Quasi tutte le numerose chiese campestri presenti nelle campagne di Olbia costituiscono un’interessante memoria di antichi centri abitati medioevali estinti o di piccoli monasteri scomparsi. Alcune di esse si conservano allo stato di rudere appena leggibile fra la vegetazione di macchia, altre invece -e ciò per massima parte- si presentano nella loro definitiva fase costruttiva, non risalente ad oltre il XVIII secolo. In occasione della festa annuale del Santo titolare della chiesa, vengono organizzati dai relativi comitati dei ritrovi gastronomici che fanno seguito alla celebrazione della Messa. Ci si limita qui a quattro delle chiese campestri più amate dagli olbiesi, che presentano peculiarità che possono trovarsi in molte altre chiese analoghe dell’Isola, permettendo di farsi un’idea della semplicità dell’architettura come della vivacità e della spontaneità di alcune più vive devozioni popolari locali.

S. Lucia

Ubicata nella regione omonima a Nord di Olbia, non lontana dalla strada per la Costa Smeralda, è stata restaurata di recente. La chiesetta presenta nella facciata un’iscrizione che prova la sua ricostruzione al 1866, ma sicuramente l’impianto originario della chiesa era precedente di vari secoli. Al suo interno si custodiscono diversi stendardi dipinti, più o meno antichi, appartenenti a comitati o relativi a donazioni di privati.

Feste: la prima domenica di settembre ed il 13 dicembre

Santa Maria di Terranova (o di Larenthanos)

Meglio conosciuta dagli olbiesi col nome di Santa Mariedda è ubicata a pochi chilometri da Olbia, sulla destra della strada per Monte Pino-Tempio. L’edificio che si vede attualmente risale alla seconda metà del XVIII, ma l’origine dell’edificio di culto risale al Medioevo, certamente legato ad un monastero di Vittorini di  Marsiglia colà insediatosi nell'XI secolo. La chiesa, pavimentata in cotto sardo, custodisce al suo interno una graziosa statua di Madonna col Bambino in marmo.

Feste: l’ultima domenica di aprile e la seconda domenica di settembre.
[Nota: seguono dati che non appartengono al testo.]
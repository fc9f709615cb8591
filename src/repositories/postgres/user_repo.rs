//! User repository for async database operations.
//!
//! Role assignments live in `users_roles`; they are loaded with the users and
//! replaced wholesale on every save.

use std::collections::HashMap;

use async_trait::async_trait;
use diesel::prelude::*;
use diesel_async::scoped_futures::ScopedFutureExt;
use diesel_async::{AsyncConnection, AsyncPgConnection, RunQueryDsl};

use super::contains_pattern;
use super::role_repo::RoleRow;
use crate::db::AsyncDbPool;
use crate::error::{AppError, AppResult};
use crate::models::{Entity, Role, User};
use crate::repositories::Repository;
use crate::schema::{roles, users, users_roles};

#[derive(Debug, Queryable, Selectable)]
#[diesel(table_name = users)]
#[diesel(check_for_backend(diesel::pg::Pg))]
struct UserRow {
    id: i64,
    email: String,
    password: String,
    name: String,
    enabled: bool,
}

impl UserRow {
    fn into_user(self, roles: Vec<Role>) -> User {
        User::new(
            self.id,
            self.email,
            self.password,
            self.name,
            self.enabled,
            roles,
        )
    }
}

/// `password: None` leaves the stored hash untouched on update.
#[derive(Insertable, AsChangeset)]
#[diesel(table_name = users)]
struct UserChanges<'a> {
    email: &'a str,
    password: Option<&'a str>,
    name: &'a str,
    enabled: bool,
}

impl<'a> From<&'a User> for UserChanges<'a> {
    fn from(user: &'a User) -> Self {
        Self {
            email: &user.email,
            password: (!user.password.is_empty()).then_some(user.password.as_str()),
            name: &user.name,
            enabled: user.enabled,
        }
    }
}

/// Loads the roles of every row in one query and builds the users.
async fn with_roles(conn: &mut AsyncPgConnection, rows: Vec<UserRow>) -> AppResult<Vec<User>> {
    if rows.is_empty() {
        return Ok(Vec::new());
    }
    let ids: Vec<i64> = rows.iter().map(|row| row.id).collect();

    let links: Vec<(i64, RoleRow)> = users_roles::table
        .inner_join(roles::table)
        .filter(users_roles::user_id.eq_any(&ids))
        .select((users_roles::user_id, RoleRow::as_select()))
        .load(conn)
        .await?;

    let mut by_user: HashMap<i64, Vec<Role>> = HashMap::new();
    for (user_id, role) in links {
        by_user.entry(user_id).or_default().push(role.into());
    }

    Ok(rows
        .into_iter()
        .map(|row| {
            let roles = by_user.remove(&row.id).unwrap_or_default();
            row.into_user(roles)
        })
        .collect())
}

/// User repository holding an async connection pool.
#[derive(Clone)]
pub struct PgUserRepository {
    pool: AsyncDbPool,
}

impl PgUserRepository {
    pub fn new(pool: AsyncDbPool) -> Self {
        Self { pool }
    }
}

#[async_trait]
impl Repository<User> for PgUserRepository {
    async fn find_all(&self) -> AppResult<Vec<User>> {
        let mut pooled = self.pool.get().await?;
        let conn: &mut AsyncPgConnection = &mut pooled;

        let rows = users::table
            .order(users::id.asc())
            .select(UserRow::as_select())
            .load(conn)
            .await?;
        with_roles(conn, rows).await
    }

    /// Matches the keyword against email and name.
    async fn search(&self, keyword: &str) -> AppResult<Vec<User>> {
        let mut pooled = self.pool.get().await?;
        let conn: &mut AsyncPgConnection = &mut pooled;
        let pattern = contains_pattern(keyword);

        let rows = users::table
            .filter(users::email.ilike(&pattern).or(users::name.ilike(&pattern)))
            .order(users::id.asc())
            .select(UserRow::as_select())
            .load(conn)
            .await?;
        with_roles(conn, rows).await
    }

    async fn find_by_key(&self, key: &str) -> AppResult<Option<User>> {
        let mut pooled = self.pool.get().await?;
        let conn: &mut AsyncPgConnection = &mut pooled;

        let rows = users::table
            .filter(users::email.eq(key))
            .select(UserRow::as_select())
            .limit(1)
            .load(conn)
            .await?;
        Ok(with_roles(conn, rows).await?.pop())
    }

    async fn find_by_id(&self, user_id: i64) -> AppResult<Option<User>> {
        let mut pooled = self.pool.get().await?;
        let conn: &mut AsyncPgConnection = &mut pooled;

        let rows = users::table
            .filter(users::id.eq(user_id))
            .select(UserRow::as_select())
            .load(conn)
            .await?;
        Ok(with_roles(conn, rows).await?.pop())
    }

    async fn save(&self, entity: User) -> AppResult<User> {
        let mut pooled = self.pool.get().await?;
        let conn: &mut AsyncPgConnection = &mut pooled;
        let role_ids = entity.role_ids();
        let roles = entity.roles.clone();

        let row = conn
            .transaction::<_, AppError, _>(|conn| {
                async move {
                    let changes = UserChanges::from(&entity);
                    let row = match entity.id {
                        None => {
                            diesel::insert_into(users::table)
                                .values(&changes)
                                .returning(UserRow::as_returning())
                                .get_result(conn)
                                .await?
                        }
                        Some(user_id) => diesel::update(users::table.find(user_id))
                            .set(&changes)
                            .returning(UserRow::as_returning())
                            .get_result(conn)
                            .await
                            .optional()?
                            .ok_or_else(|| AppError::not_found(User::ENTITY, user_id))?,
                    };

                    diesel::delete(users_roles::table.filter(users_roles::user_id.eq(row.id)))
                        .execute(conn)
                        .await?;

                    let links: Vec<_> = role_ids
                        .iter()
                        .map(|role_id| {
                            (
                                users_roles::user_id.eq(row.id),
                                users_roles::role_id.eq(*role_id),
                            )
                        })
                        .collect();
                    if !links.is_empty() {
                        diesel::insert_into(users_roles::table)
                            .values(&links)
                            .execute(conn)
                            .await?;
                    }

                    Ok(row)
                }
                .scope_boxed()
            })
            .await?;

        Ok(row.into_user(roles.into_iter().collect()))
    }

    async fn delete(&self, user_id: i64) -> AppResult<()> {
        let mut pooled = self.pool.get().await?;
        let conn: &mut AsyncPgConnection = &mut pooled;

        diesel::delete(users_roles::table.filter(users_roles::user_id.eq(user_id)))
            .execute(conn)
            .await?;
        diesel::delete(users::table.find(user_id))
            .execute(conn)
            .await?;
        Ok(())
    }
}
Nostra Signora di Cabu Abbas

La chiesa sorge alle falde del colle di Cabu Abbas, che trae il suo nome dalla sorgente che alimentava l’acquedotto romano dell’antica Olbia. Recenti studi hanno appurato che tale sorgente era posta in corrispondenza proprio della chiesa, sottostante ad essa, per cui la denominazione stessa della chiesetta costituisce da sé un’importante indizio. L’edificio presenta rimaneggiamenti recenti, mentre la sua costruzione risale al 1760, comedimostra la data scolpita sul portale. All’interno è custodito un retablo del XIX secolo raffigurante i misteri dell’infanzia di Cristo. 

Feste: la seconda quindicina di maggio e l’8 settembre.

S. Vittore

A circa quattro chilometri in linea d’aria da Olbia, non lontana dalla chiesa di S. Lucia, è forse la più caratteristica delle chiese campestri olbiesi, avendo mantenuto quasi fedelmente la tipologia originaria del XVII secolo, con pavimento in cotto e copertura a capriate in legno. Nel prospetto principale si può intravedere, inglobato nel paramento murario, parte di un grande arco a sesto acuto pertinente ad una fase precedente.

Festa: domenica precedente al 15 maggio. M.M.A.